WHAT YOU ARE ASKED TO DO:
Beginning at the top of the material, repeat each line exactly, and stop once the line with "pub fn is_narrow()" has been written.

====

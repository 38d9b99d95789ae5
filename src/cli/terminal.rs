//! Terminal capability detection and output styling

use owo_colors::{OwoColorize, Style, colors::css};

/// Terminals narrower than this get compact output.
const NARROW_WIDTH: u16 = 60;

/// Detects whether colored output should be enabled
fn supports_color() -> bool {
    supports_color::on(supports_color::Stream::Stdout).is_some()
}

/// Returns `true` if stdout is a terminal narrower than [`NARROW_WIDTH`]
/// columns.
pub fn is_narrow() -> bool {
    terminal_size::terminal_size().is_some_and(|(width, _)| width.0 < NARROW_WIDTH)
}

fn paint(text: &str, style: Style) -> String {
    if supports_color() {
        text.style(style).to_string()
    } else {
        text.to_string()
    }
}

/// Extension trait for colorizing output
pub trait Colorize {
    /// Color as success (green)
    fn success(&self) -> String;
    /// Color as warning (amber)
    fn warning(&self) -> String;
    /// Color as info (blue)
    fn info(&self) -> String;
    /// Dim the text
    fn dim(&self) -> String;
}

impl<T: AsRef<str> + ?Sized> Colorize for T {
    fn success(&self) -> String {
        paint(self.as_ref(), Style::new().fg::<css::Green>())
    }

    fn warning(&self) -> String {
        paint(self.as_ref(), Style::new().fg::<css::Orange>())
    }

    fn info(&self) -> String {
        paint(self.as_ref(), Style::new().fg::<css::LightBlue>())
    }

    fn dim(&self) -> String {
        paint(self.as_ref(), Style::new().dimmed())
    }
}
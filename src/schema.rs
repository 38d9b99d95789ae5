//! Structural schemas and the walker that checks documents against them.
//!
//! The exhibit schema is static data defined once for the whole process and
//! shared read-only by every validator.

mod definition;
mod exhibit;
mod walker;

pub use definition::{
    Attribute, ComplexType, Content, ElementDecl, Enumeration, Occurs, Schema, SimpleType,
};
pub use exhibit::{
    ACQUISITION_METHOD, CATEGORY, CONDITION, EXHIBIT_SCHEMA, NAMESPACE, STATUS, UNIT,
};
pub use walker::StructuralValidator;
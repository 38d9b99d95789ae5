//! A typed view of the parts of an exhibit record the business rules read.
//!
//! Elements are looked up by local name only, so the view works the same
//! whatever namespace the document uses. Every field is optional: the view
//! reflects what is in the tree and leaves judging it to the rules.

use crate::document::{Document, Element};

fn text<'a>(parent: &'a Element, name: &str) -> Option<&'a str> {
    parent.child(name).map(Element::text)
}

/// The exhibit record.
#[derive(Debug, Clone, Default, PartialEq, Eq)]
pub struct Exhibit<'a> {
    /// The `id` attribute.
    pub id: Option<&'a str>,
    /// The `status` attribute.
    pub status: Option<&'a str>,
    /// The `BasicInfo` section.
    pub basic_info: Option<BasicInfo<'a>>,
    /// The `Technical` section.
    pub technical: Option<Technical<'a>>,
    /// The `Location` section.
    pub location: Option<Location<'a>>,
    /// The `History` section.
    pub history: Option<History<'a>>,
    /// The `Media` section.
    pub media: Option<Media<'a>>,
}

impl<'a> Exhibit<'a> {
    /// Builds the view from the record's root element.
    #[must_use]
    pub fn new(root: &'a Element) -> Self {
        Self {
            id: root.attribute("id"),
            status: root.attribute("status"),
            basic_info: root.child("BasicInfo").map(BasicInfo::new),
            technical: root.child("Technical").map(Technical::new),
            location: root.child("Location").map(Location::new),
            history: root.child("History").map(History::new),
            media: root.child("Media").map(Media::new),
        }
    }
}

impl<'a> From<&'a Document> for Exhibit<'a> {
    fn from(document: &'a Document) -> Self {
        Self::new(document.root())
    }
}

/// The `BasicInfo` section.
#[derive(Debug, Clone, Default, PartialEq, Eq)]
pub struct BasicInfo<'a> {
    /// `Title` text.
    pub title: Option<&'a str>,
    /// `Category` text.
    pub category: Option<&'a str>,
    /// `DateCreated` text, a historical date expression.
    pub date_created: Option<&'a str>,
}

impl<'a> BasicInfo<'a> {
    fn new(element: &'a Element) -> Self {
        Self {
            title: text(element, "Title"),
            category: text(element, "Category"),
            date_created: text(element, "DateCreated"),
        }
    }
}

/// The `Technical` section.
#[derive(Debug, Clone, Default, PartialEq, Eq)]
pub struct Technical<'a> {
    /// The `Dimensions` subsection.
    pub dimensions: Option<Dimensions<'a>>,
    /// `Condition` text.
    pub condition: Option<&'a str>,
}

impl<'a> Technical<'a> {
    fn new(element: &'a Element) -> Self {
        Self {
            dimensions: element.child("Dimensions").map(Dimensions::new),
            condition: text(element, "Condition"),
        }
    }
}

/// The `Dimensions` subsection.
#[derive(Debug, Clone, Default, PartialEq, Eq)]
pub struct Dimensions<'a> {
    /// The `unit` attribute.
    pub unit: Option<&'a str>,
    /// `Height` text.
    pub height: Option<&'a str>,
    /// `Width` text.
    pub width: Option<&'a str>,
    /// `Depth` text.
    pub depth: Option<&'a str>,
    /// `Diameter` text.
    pub diameter: Option<&'a str>,
}

impl<'a> Dimensions<'a> {
    fn new(element: &'a Element) -> Self {
        Self {
            unit: element.attribute("unit"),
            height: text(element, "Height"),
            width: text(element, "Width"),
            depth: text(element, "Depth"),
            diameter: text(element, "Diameter"),
        }
    }

    /// Returns each measurement with its element name, in schema order.
    #[must_use]
    pub const fn measurements(&self) -> [(&'static str, Option<&'a str>); 4] {
        [
            ("Height", self.height),
            ("Width", self.width),
            ("Depth", self.depth),
            ("Diameter", self.diameter),
        ]
    }
}

/// The `Location` section.
#[derive(Debug, Clone, Default, PartialEq, Eq)]
pub struct Location<'a> {
    /// The `onDisplay` attribute.
    pub on_display: Option<&'a str>,
    /// `Building` text.
    pub building: Option<&'a str>,
    /// `Room` text.
    pub room: Option<&'a str>,
    /// `Display` text.
    pub display: Option<&'a str>,
}

impl<'a> Location<'a> {
    fn new(element: &'a Element) -> Self {
        Self {
            on_display: element.attribute("onDisplay"),
            building: text(element, "Building"),
            room: text(element, "Room"),
            display: text(element, "Display"),
        }
    }
}

/// The `History` section.
#[derive(Debug, Clone, Default, PartialEq, Eq)]
pub struct History<'a> {
    /// The `Acquisition` subsection.
    pub acquisition: Option<Acquisition<'a>>,
    /// Entries under `Exhibitions`, in document order.
    pub exhibitions: Vec<Exhibition<'a>>,
}

impl<'a> History<'a> {
    fn new(element: &'a Element) -> Self {
        Self {
            acquisition: element.child("Acquisition").map(Acquisition::new),
            exhibitions: element
                .child("Exhibitions")
                .map(|exhibitions| {
                    exhibitions
                        .children_named("Exhibition")
                        .map(Exhibition::new)
                        .collect()
                })
                .unwrap_or_default(),
        }
    }
}

/// The `Acquisition` subsection.
#[derive(Debug, Clone, Default, PartialEq, Eq)]
pub struct Acquisition<'a> {
    /// `Date` text.
    pub date: Option<&'a str>,
    /// `Price` text.
    pub price: Option<&'a str>,
}

impl<'a> Acquisition<'a> {
    fn new(element: &'a Element) -> Self {
        Self {
            date: text(element, "Date"),
            price: text(element, "Price"),
        }
    }
}

/// One `Exhibition` entry.
#[derive(Debug, Clone, Default, PartialEq, Eq)]
pub struct Exhibition<'a> {
    /// `StartDate` text.
    pub start_date: Option<&'a str>,
    /// `EndDate` text.
    pub end_date: Option<&'a str>,
}

impl<'a> Exhibition<'a> {
    fn new(element: &'a Element) -> Self {
        Self {
            start_date: text(element, "StartDate"),
            end_date: text(element, "EndDate"),
        }
    }
}

/// The `Media` section.
#[derive(Debug, Clone, Default, PartialEq, Eq)]
pub struct Media<'a> {
    /// `Image` entries, in document order.
    pub images: Vec<Image<'a>>,
}

impl<'a> Media<'a> {
    fn new(element: &'a Element) -> Self {
        Self {
            images: element.children_named("Image").map(Image::new).collect(),
        }
    }
}

/// One `Image` entry.
#[derive(Debug, Clone, Default, PartialEq, Eq)]
pub struct Image<'a> {
    /// The `primary` attribute.
    pub primary: Option<&'a str>,
    /// `FileName` text.
    pub file_name: Option<&'a str>,
}

impl<'a> Image<'a> {
    fn new(element: &'a Element) -> Self {
        Self {
            primary: element.attribute("primary"),
            file_name: text(element, "FileName"),
        }
    }

    /// Returns `true` if the image is marked as the primary image.
    #[must_use]
    pub fn is_primary(&self) -> bool {
        self.primary == Some("true")
    }
}
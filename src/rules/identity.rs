use crate::{
    document::Exhibit,
    domain::{ExhibitId, HistoricalDate},
    rules::{MAX_TEXT_LENGTH, RuleContext, RuleViolation, non_blank},
};

pub fn identifier(exhibit: &Exhibit) -> Result<(), RuleViolation> {
    let id = exhibit
        .id
        .filter(|id| !id.is_empty())
        .ok_or(RuleViolation::MissingId)?;
    ExhibitId::try_from(id)?;
    Ok(())
}

pub fn basic_info(exhibit: &Exhibit, context: &RuleContext) -> Result<(), RuleViolation> {
    let basic_info = exhibit
        .basic_info
        .as_ref()
        .ok_or(RuleViolation::MissingSection("BasicInfo"))?;

    let title = non_blank(basic_info.title).ok_or(RuleViolation::MissingField {
        section: "BasicInfo",
        field: "Title",
    })?;
    let length = title.chars().count();
    if length > MAX_TEXT_LENGTH {
        return Err(RuleViolation::TooLong {
            field: "Title",
            length,
        });
    }

    non_blank(basic_info.category).ok_or(RuleViolation::MissingField {
        section: "BasicInfo",
        field: "Category",
    })?;

    if let Some(value) = basic_info.date_created.filter(|value| !value.is_empty()) {
        HistoricalDate::parse_at(value, context.now()).map_err(|source| {
            RuleViolation::DateCreated {
                value: value.to_string(),
                source,
            }
        })?;
    }

    Ok(())
}
//! Exhibit documents: the element tree, the XML reader that builds it and a
//! typed view over the exhibit record.

mod exhibit;
mod parser;
mod sanitize;
mod tree;

pub use exhibit::{
    Acquisition, BasicInfo, Dimensions, Exhibit, Exhibition, History, Image, Location, Media,
    Technical,
};
pub use parser::{ParseError, parse};
pub use sanitize::sanitize;
pub use tree::{Document, Element};
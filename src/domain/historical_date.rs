//! Historical date expressions.
//!
//! Exhibit records describe creation dates in a loose grammar that covers
//! ancient objects as well as modern ones:
//!
//! - `500 p.n.e.`: a year before the common era
//! - `200 n.e.`: a year of the common era
//! - `1350`: a bare year, read as common era
//! - `12.05.1900`, `1995-03-15`: a calendar date
//! - `500 p.n.e. - 400 p.n.e.`, `1350-1370`: a range of two of the above
//!
//! Common-era years and calendar dates may not lie in the future.

use std::fmt;

use chrono::{DateTime, Datelike, Local, NaiveDate, NaiveDateTime, NaiveTime};

/// Marker for years before the common era.
const BCE_MARKER: &str = "p.n.e.";

/// Marker for years of the common era.
///
/// This is a suffix of [`BCE_MARKER`], so the BCE marker must be checked
/// first.
const CE_MARKER: &str = "n.e.";

/// Range separators, in the order they are tried.
///
/// The bare hyphen comes last, which means an unspaced range like
/// `500-400 p.n.e.` splits into `500` (read as CE) and `400 p.n.e.`.
const RANGE_SEPARATORS: [&str; 4] = [" - ", " \u{2013} ", " \u{2014} ", "-"];

const DATE_TIME_FORMATS: &[&str] = &[
    "%Y-%m-%dT%H:%M:%S",
    "%Y-%m-%dt%H:%M:%S",
    "%Y-%m-%d %H:%M:%S",
    "%d.%m.%Y %H:%M:%S",
    "%d.%m.%Y %H:%M",
    "%d/%m/%Y %H:%M:%S",
    "%d/%m/%Y %H:%M",
];

const DATE_FORMATS: &[&str] = &[
    "%Y-%m-%d", "%Y/%m/%d", "%d.%m.%Y", "%d/%m/%Y", "%d %B %Y", "%d %b %Y", "%B %d, %Y",
];

/// The era a year is counted in.
#[derive(Debug, Clone, Copy, PartialEq, Eq)]
pub enum Era {
    /// Before the common era (`p.n.e.`).
    Bce,
    /// Common era (`n.e.`, or no marker at all).
    Ce,
}

impl fmt::Display for Era {
    fn fmt(&self, f: &mut fmt::Formatter) -> fmt::Result {
        match self {
            Self::Bce => write!(f, "BCE"),
            Self::Ce => write!(f, "CE"),
        }
    }
}

/// A validated historical date expression.
#[derive(Debug, Clone, PartialEq, Eq)]
pub enum HistoricalDate {
    /// A single year.
    Year {
        /// The year, always positive.
        year: u32,
        /// The era the year belongs to.
        era: Era,
        /// Whether the era was written out, as opposed to implied by a bare
        /// number.
        explicit: bool,
    },
    /// A calendar date, midnight when no time was given.
    Calendar(NaiveDateTime),
    /// Two expressions separated by a dash.
    Range(Box<Self>, Box<Self>),
}

/// Reasons a historical date expression is rejected.
#[derive(Debug, thiserror::Error, PartialEq, Eq)]
pub enum DateError {
    /// Nothing but whitespace.
    #[error("date expression is empty")]
    Empty,

    /// An era marker was present but the rest is not an integer.
    #[error("'{0}' is not a year")]
    NotAYear(String),

    /// A BCE year of zero or less.
    #[error("year {0} before the common era must be positive")]
    NonPositiveYear(i32),

    /// A common-era year before year 1 or after the current year.
    #[error("year {year} must be between 1 and {current}")]
    YearOutOfRange {
        /// The rejected year.
        year: i32,
        /// The current calendar year.
        current: i32,
    },

    /// A calendar date later than the current moment.
    #[error("'{0}' lies in the future")]
    Future(String),

    /// Not a year, not a calendar date and not a range.
    #[error("'{0}' is not a recognised date expression")]
    Unrecognised(String),
}

/// The result of splitting an expression on its range separator.
#[derive(Debug, PartialEq, Eq)]
enum Expression<'a> {
    Single(&'a str),
    Range(&'a str, &'a str),
}

impl<'a> Expression<'a> {
    /// Splits on the first separator that yields exactly two non-empty parts.
    fn split(text: &'a str) -> Self {
        for separator in RANGE_SEPARATORS {
            if !text.contains(separator) {
                continue;
            }
            let mut parts = text.split(separator).filter(|part| !part.is_empty());
            if let (Some(start), Some(end), None) = (parts.next(), parts.next(), parts.next()) {
                return Self::Range(start, end);
            }
        }
        Self::Single(text)
    }
}

impl HistoricalDate {
    /// Parses a date expression relative to the current local time.
    ///
    /// # Errors
    ///
    /// Returns a [`DateError`] describing the first part of the expression
    /// that could not be accepted.
    pub fn parse(text: &str) -> Result<Self, DateError> {
        Self::parse_at(text, Local::now().naive_local())
    }

    /// Parses a date expression relative to `now`.
    ///
    /// # Errors
    ///
    /// Returns a [`DateError`] describing the first part of the expression
    /// that could not be accepted.
    pub fn parse_at(text: &str, now: NaiveDateTime) -> Result<Self, DateError> {
        let text = text.trim().to_lowercase();
        if text.is_empty() {
            return Err(DateError::Empty);
        }

        match Expression::split(&text) {
            Expression::Range(start, end) => Ok(Self::Range(
                Box::new(Self::parse_at(start, now)?),
                Box::new(Self::parse_at(end, now)?),
            )),
            Expression::Single(single) => Self::parse_single(single, now),
        }
    }

    fn parse_single(text: &str, now: NaiveDateTime) -> Result<Self, DateError> {
        if text.contains(BCE_MARKER) {
            let year = parse_year(&text.replace(BCE_MARKER, ""))?;
            let year = u32::try_from(year)
                .ok()
                .filter(|year| *year > 0)
                .ok_or(DateError::NonPositiveYear(year))?;
            return Ok(Self::Year {
                year,
                era: Era::Bce,
                explicit: true,
            });
        }

        if text.contains(CE_MARKER) {
            let year = parse_year(&text.replace(CE_MARKER, ""))?;
            return Ok(Self::Year {
                year: common_era_year(year, now)?,
                era: Era::Ce,
                explicit: true,
            });
        }

        if let Ok(year) = text.parse::<i32>() {
            return Ok(Self::Year {
                year: common_era_year(year, now)?,
                era: Era::Ce,
                explicit: false,
            });
        }

        match parse_calendar(text) {
            Some(date) if date <= now => Ok(Self::Calendar(date)),
            Some(_) => Err(DateError::Future(text.to_string())),
            None => Err(DateError::Unrecognised(text.to_string())),
        }
    }
}

impl fmt::Display for HistoricalDate {
    fn fmt(&self, f: &mut fmt::Formatter) -> fmt::Result {
        match self {
            Self::Year {
                year,
                era,
                explicit: true,
            } => write!(f, "{year} {era}"),
            Self::Year {
                year,
                era,
                explicit: false,
            } => write!(f, "{year} ({era})"),
            Self::Calendar(date) if date.time() == NaiveTime::MIN => {
                write!(f, "{}", date.format("%Y-%m-%d"))
            }
            Self::Calendar(date) => write!(f, "{}", date.format("%Y-%m-%d %H:%M:%S")),
            Self::Range(start, end) => write!(f, "{start} to {end}"),
        }
    }
}

fn parse_year(text: &str) -> Result<i32, DateError> {
    let text = text.trim();
    text.parse()
        .map_err(|_| DateError::NotAYear(text.to_string()))
}

fn common_era_year(year: i32, now: NaiveDateTime) -> Result<u32, DateError> {
    let current = now.year();
    if (1..=current).contains(&year) {
        Ok(year.unsigned_abs())
    } else {
        Err(DateError::YearOutOfRange { year, current })
    }
}

/// Parses a calendar date or date-time in one of the accepted layouts.
///
/// ISO (`1995-03-15`, `1995/03/15`, `1995-03-15T10:30:00`, RFC 3339),
/// day-first (`15.03.1995`, `15/03/1995`, optionally with a time) and
/// month-name (`15 March 1995`, `March 15, 1995`) forms are recognised.
/// Dates without a time resolve to midnight. An ISO date may carry a zone
/// (`1995-03-15Z`, `1995-03-15+02:00`); its calendar day is kept as written.
#[must_use]
pub fn parse_calendar(text: &str) -> Option<NaiveDateTime> {
    let text = text.trim();

    if let Ok(date) = DateTime::parse_from_rfc3339(text) {
        return Some(date.with_timezone(&Local).naive_local());
    }

    if let Some(date) = zoned_date(text) {
        return Some(date.and_time(NaiveTime::MIN));
    }

    DATE_TIME_FORMATS
        .iter()
        .find_map(|format| NaiveDateTime::parse_from_str(text, format).ok())
        .or_else(|| {
            DATE_FORMATS
                .iter()
                .find_map(|format| NaiveDate::parse_from_str(text, format).ok())
                .map(|date| date.and_time(NaiveTime::MIN))
        })
}

/// Reads `YYYY-MM-DD` followed by `Z` or a `±hh:mm` offset.
fn zoned_date(text: &str) -> Option<NaiveDate> {
    let (date, zone) = NaiveDate::parse_and_remainder(text, "%Y-%m-%d").ok()?;
    if zone.eq_ignore_ascii_case("z") {
        return Some(date);
    }
    if zone.is_empty() {
        return None;
    }
    DateTime::parse_from_rfc3339(&format!("{date}T00:00:00{zone}"))
        .ok()
        .map(|_| date)
}

/// Returns `true` if `text` is an acceptable historical date right now.
#[must_use]
pub fn is_valid_historical_date(text: &str) -> bool {
    HistoricalDate::parse(text).is_ok()
}

#[cfg(test)]
mod tests {
    use test_case::test_case;

    use super::*;

    fn now() -> NaiveDateTime {
        NaiveDate::from_ymd_opt(2024, 6, 1)
            .unwrap()
            .and_hms_opt(12, 0, 0)
            .unwrap()
    }

    fn year(year: u32, era: Era, explicit: bool) -> HistoricalDate {
        HistoricalDate::Year {
            year,
            era,
            explicit,
        }
    }

    #[test_case("500 p.n.e. - 400 p.n.e."; "spaced bce range")]
    #[test_case("1350-1370"; "bare year range")]
    #[test_case("200 n.e."; "ce year")]
    #[test_case("3000 p.n.e."; "distant bce year")]
    #[test_case("1500"; "bare year")]
    #[test_case("2024"; "current year")]
    #[test_case("  1500  "; "surrounding whitespace")]
    #[test_case("500 P.N.E."; "uppercase marker")]
    #[test_case("100 p.n.e. \u{2013} 50 n.e."; "en dash range")]
    #[test_case("1900 \u{2014} 1910"; "em dash range")]
    #[test_case("12.05.1900"; "dotted day first")]
    #[test_case("1995/03/15"; "slashed iso")]
    #[test_case("15 March 1995"; "month name")]
    #[test_case("01.06.2024 11:59"; "earlier today")]
    fn accepts(input: &str) {
        assert!(HistoricalDate::parse_at(input, now()).is_ok(), "{input}");
    }

    #[test_case("", DateError::Empty; "empty")]
    #[test_case("   ", DateError::Empty; "whitespace")]
    #[test_case("3000 n.e.", DateError::YearOutOfRange { year: 3000, current: 2024 }; "future ce year")]
    #[test_case("2025", DateError::YearOutOfRange { year: 2025, current: 2024 }; "next year")]
    #[test_case("0", DateError::YearOutOfRange { year: 0, current: 2024 }; "year zero")]
    #[test_case("0 p.n.e.", DateError::NonPositiveYear(0); "bce year zero")]
    #[test_case("abc p.n.e.", DateError::NotAYear("abc".to_string()); "non numeric bce")]
    #[test_case("ten n.e.", DateError::NotAYear("ten".to_string()); "non numeric ce")]
    #[test_case("not a date", DateError::Unrecognised("not a date".to_string()); "prose")]
    #[test_case("01.06.2024 12:30", DateError::Future("01.06.2024 12:30".to_string()); "later today")]
    fn rejects(input: &str, expected: DateError) {
        assert_eq!(HistoricalDate::parse_at(input, now()), Err(expected));
    }

    #[test]
    fn spaced_bce_range_parses_both_ends() {
        let date = HistoricalDate::parse_at("500 p.n.e. - 400 p.n.e.", now()).unwrap();
        assert_eq!(
            date,
            HistoricalDate::Range(
                Box::new(year(500, Era::Bce, true)),
                Box::new(year(400, Era::Bce, true)),
            )
        );
    }

    #[test]
    fn unspaced_range_splits_before_markers_are_read() {
        let date = HistoricalDate::parse_at("500-400 p.n.e.", now()).unwrap();
        assert_eq!(
            date,
            HistoricalDate::Range(
                Box::new(year(500, Era::Ce, false)),
                Box::new(year(400, Era::Bce, true)),
            )
        );
    }

    #[test]
    fn three_part_dash_expression_is_not_a_range() {
        // Splits into three parts, so falls through to calendar parsing.
        let date = HistoricalDate::parse_at("1995-03-15", now()).unwrap();
        assert_eq!(
            date,
            HistoricalDate::Calendar(
                NaiveDate::from_ymd_opt(1995, 3, 15)
                    .unwrap()
                    .and_time(NaiveTime::MIN)
            )
        );
    }

    #[test]
    fn range_fails_when_either_end_fails() {
        assert!(HistoricalDate::parse_at("1350-3000", now()).is_err());
        assert!(HistoricalDate::parse_at("abc - 1350", now()).is_err());
    }

    #[test]
    fn leading_dash_is_not_a_range() {
        assert_eq!(
            HistoricalDate::parse_at("-500", now()),
            Err(DateError::YearOutOfRange {
                year: -500,
                current: 2024
            })
        );
    }

    #[test]
    fn splitter_prefers_spaced_separators() {
        assert_eq!(
            Expression::split("1 - 2"),
            Expression::Range("1", "2")
        );
        assert_eq!(
            Expression::split("a-b-c"),
            Expression::Single("a-b-c")
        );
    }

    #[test_case("1995-03-15", Some((1995, 3, 15)); "iso")]
    #[test_case("15.03.1995", Some((1995, 3, 15)); "dotted")]
    #[test_case("15/03/1995", Some((1995, 3, 15)); "slashed")]
    #[test_case("March 15, 1995", Some((1995, 3, 15)); "us month name")]
    #[test_case("1995-03-15Z", Some((1995, 3, 15)); "utc date")]
    #[test_case("1995-03-15z", Some((1995, 3, 15)); "lowercase utc date")]
    #[test_case("1995-03-15+02:00", Some((1995, 3, 15)); "date with offset")]
    #[test_case("1995-03-15-11:30", Some((1995, 3, 15)); "date with negative offset")]
    #[test_case("1995-03-15+2", None; "malformed offset")]
    #[test_case("1995-02-30", None; "impossible day")]
    #[test_case("yesterday", None; "prose")]
    fn calendar_layouts(input: &str, expected: Option<(i32, u32, u32)>) {
        let parsed = parse_calendar(input).map(|date| (date.year(), date.month(), date.day()));
        assert_eq!(parsed, expected);
    }

    #[test]
    fn display_describes_interpretation() {
        let date = HistoricalDate::parse_at("500 p.n.e. - 1350", now()).unwrap();
        assert_eq!(date.to_string(), "500 BCE to 1350 (CE)");
    }
}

====

EXERCISE OUTPUT:
repository 38d9b99d95789ae5
filename src/cli/terminal.rs
//! Terminal capability detection and output styling

use owo_colors::{OwoColorize, Style, colors::css};

/// Terminals narrower than this get compact output.
const NARROW_WIDTH: u16 = 60;

/// Detects whether colored output should be enabled
fn supports_color() -> bool {
    supports_color::on(supports_color::Stream::Stdout).is_some()
}

/// Returns `true` if stdout is a terminal narrower than [`NARROW_WIDTH`]
/// columns.
pub fn is_narrow() -> bool {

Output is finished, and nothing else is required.